When a customer is upset, and needs something, expects something, is angry about something, it can be stressful. Sometimes the fiery words you are reading can cause your own anxiety level to increase. the can also cause an urge to act quickly to squash the negative energy coming at you. This urge for quick reply is natural, but can be counterproductive.
With agitated customers, sometimes the best thing to say is… nothing. Wait. Be patient, and listen. This can be done in person, over the phone, or electronically. Allow the customer to vent and say all of the things they need to say before you respond at all. On longer form platforms like forums and Facebook this is pretty easy. The customer is typically done venting by the time the post is published. However on Twitter, you can’t be so sure. Give it a minute to see if another post pops in. Responding too quickly there can seem like an interruption. On the phone or in person, I recommend just… being silent. Active listening sometimes suggests head nodding and little sounds that indicate you are indeed paying attention. I find that when customers are really angry, pure silence provides room for them to really get it all out. Whether we are the true cause of the angry outburst or not, it really is a nice gift to another person to just allow them room to vent and be unhappy. Another positive side effect of listening to the customer’s full monologue before offering assistance is that you get a complete picture of what the actual root cause is. A customer may begin discussing one single issue that causes frustration, but then lead into several other events and before you know it, you’ve arrived at the bigger issue.

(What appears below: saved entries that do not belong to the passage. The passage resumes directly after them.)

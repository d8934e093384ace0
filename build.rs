fn main() {
    println!("cargo:rerun-if-changed=.git/HEAD");
    if let Some(rev) = rev_parse() {
        println!("cargo:rustc-env=WIRA_RANKINGS_REV={}", rev.trim());
    }
}

/// Retrieves SHA-1 git revision. Returns `None` if any step of the way fails,
/// since it only decorates the User-Agent header and shouldn't fail builds.
fn rev_parse() -> Option<String> {
    let output = std::process::Command::new("git")
        .args(["rev-parse", "--short=9", "HEAD"])
        .output()
        .ok()?;
    if !output.status.success() {
        return None;
    }
    String::from_utf8(output.stdout).ok()
}
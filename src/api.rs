use crate::{config::Config, state::RankingKind, Error};

use once_cell::sync::Lazy;
use reqwest::{header, StatusCode, Url};
use serde_json::Value;
use std::fmt;

/// Rows per page of the world and local leaderboards
pub const PAGE_SIZE: u32 = 10;
/// Rows requested around a single player's standing
pub const PERSONAL_COUNT: u32 = 8;

static USER_AGENT: Lazy<String> = Lazy::new(|| match option_env!("WIRA_RANKINGS_REV") {
    Some(rev) => format!("wira-rankings/{} ({})", env!("CARGO_PKG_VERSION"), rev),
    None => format!("wira-rankings/{}", env!("CARGO_PKG_VERSION")),
});

#[derive(Debug, thiserror::Error)]
pub enum FetchError {
    #[error("request failed: {0}")]
    Network(#[from] reqwest::Error),
    #[error("ranking API answered with {0}")]
    Status(StatusCode),
    #[error("response body is not JSON: {0}")]
    Decode(#[from] serde_json::Error),
}

#[derive(Debug, Clone, PartialEq, Eq)]
pub enum RankingsQuery {
    World { page: u32 },
    Local { page: u32 },
    Personal { username: String },
}

impl RankingsQuery {
    /// Which field a successful response for this query is written to
    pub fn kind(&self) -> RankingKind {
        match self {
            RankingsQuery::World { .. } => RankingKind::World,
            RankingsQuery::Local { .. } => RankingKind::Local,
            RankingsQuery::Personal { .. } => RankingKind::Personal,
        }
    }

    // World and local pages are indistinguishable on the wire, the backend has no region filter
    fn query_pairs(&self) -> Vec<(&'static str, String)> {
        match self {
            RankingsQuery::World { page } | RankingsQuery::Local { page } => vec![
                ("count", PAGE_SIZE.to_string()),
                ("page", page.to_string()),
            ],
            RankingsQuery::Personal { username } => vec![
                ("username", username.clone()),
                ("count", PERSONAL_COUNT.to_string()),
            ],
        }
    }
}

impl fmt::Display for RankingsQuery {
    fn fmt(&self, f: &mut fmt::Formatter<'_>) -> fmt::Result {
        match self {
            RankingsQuery::World { page } | RankingsQuery::Local { page } => {
                write!(f, "page {}", page)
            }
            RankingsQuery::Personal { username } => write!(f, "user `{}`", username),
        }
    }
}

/// HTTP access to the `/api/rankings` endpoint
#[derive(Debug, Clone)]
pub struct RankingsClient {
    http: reqwest::Client,
    endpoint: Url,
}

impl RankingsClient {
    pub fn new(config: &Config) -> Result<Self, Error> {
        let mut http = reqwest::Client::builder().user_agent(USER_AGENT.as_str());
        if let Some(timeout) = config.timeout {
            http = http.timeout(timeout);
        }
        // mock backends listen on loopback
        #[cfg(test)]
        {
            http = http.no_proxy();
        }

        // Without the trailing slash `join` would replace the last path segment
        let mut base = config.api_url.clone();
        if !base.path().ends_with('/') {
            let path = format!("{}/", base.path());
            base.set_path(&path);
        }

        Ok(Self {
            http: http.build()?,
            endpoint: base.join("api/rankings")?,
        })
    }

    pub fn endpoint(&self) -> &Url {
        &self.endpoint
    }

    pub fn build_request(&self, query: &RankingsQuery) -> Result<reqwest::Request, FetchError> {
        Ok(self
            .http
            .get(self.endpoint.clone())
            // meaningless on a GET, but the backend has always received it
            .header(header::CONTENT_TYPE, "application/json")
            .query(&query.query_pairs())
            .build()?)
    }

    /// Fetches one ranking payload. The body is decoded as JSON but otherwise left untouched.
    pub async fn fetch(&self, query: &RankingsQuery) -> Result<Value, FetchError> {
        let request = self.build_request(query)?;
        log::debug!("GET {}", request.url());

        let response = self.http.execute(request).await?;
        let status = response.status();
        if !status.is_success() {
            return Err(FetchError::Status(status));
        }

        let body = response.bytes().await?;
        Ok(serde_json::from_slice(&body)?)
    }
}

So next time a customer pops open a giant can of “What-for” on you, resist the urge to start apologizing and fixing right away. Try as hard as you can to just let them vent, and vent, and vent until it’s all out. Being a customer myself, I can admit (though it is a bit embarrassing) that I’ve been that customer that vented before. What’s interesting is I usually wound up apologizing to and thanking the people that allowed me to vent. You might have the same thing happen to you.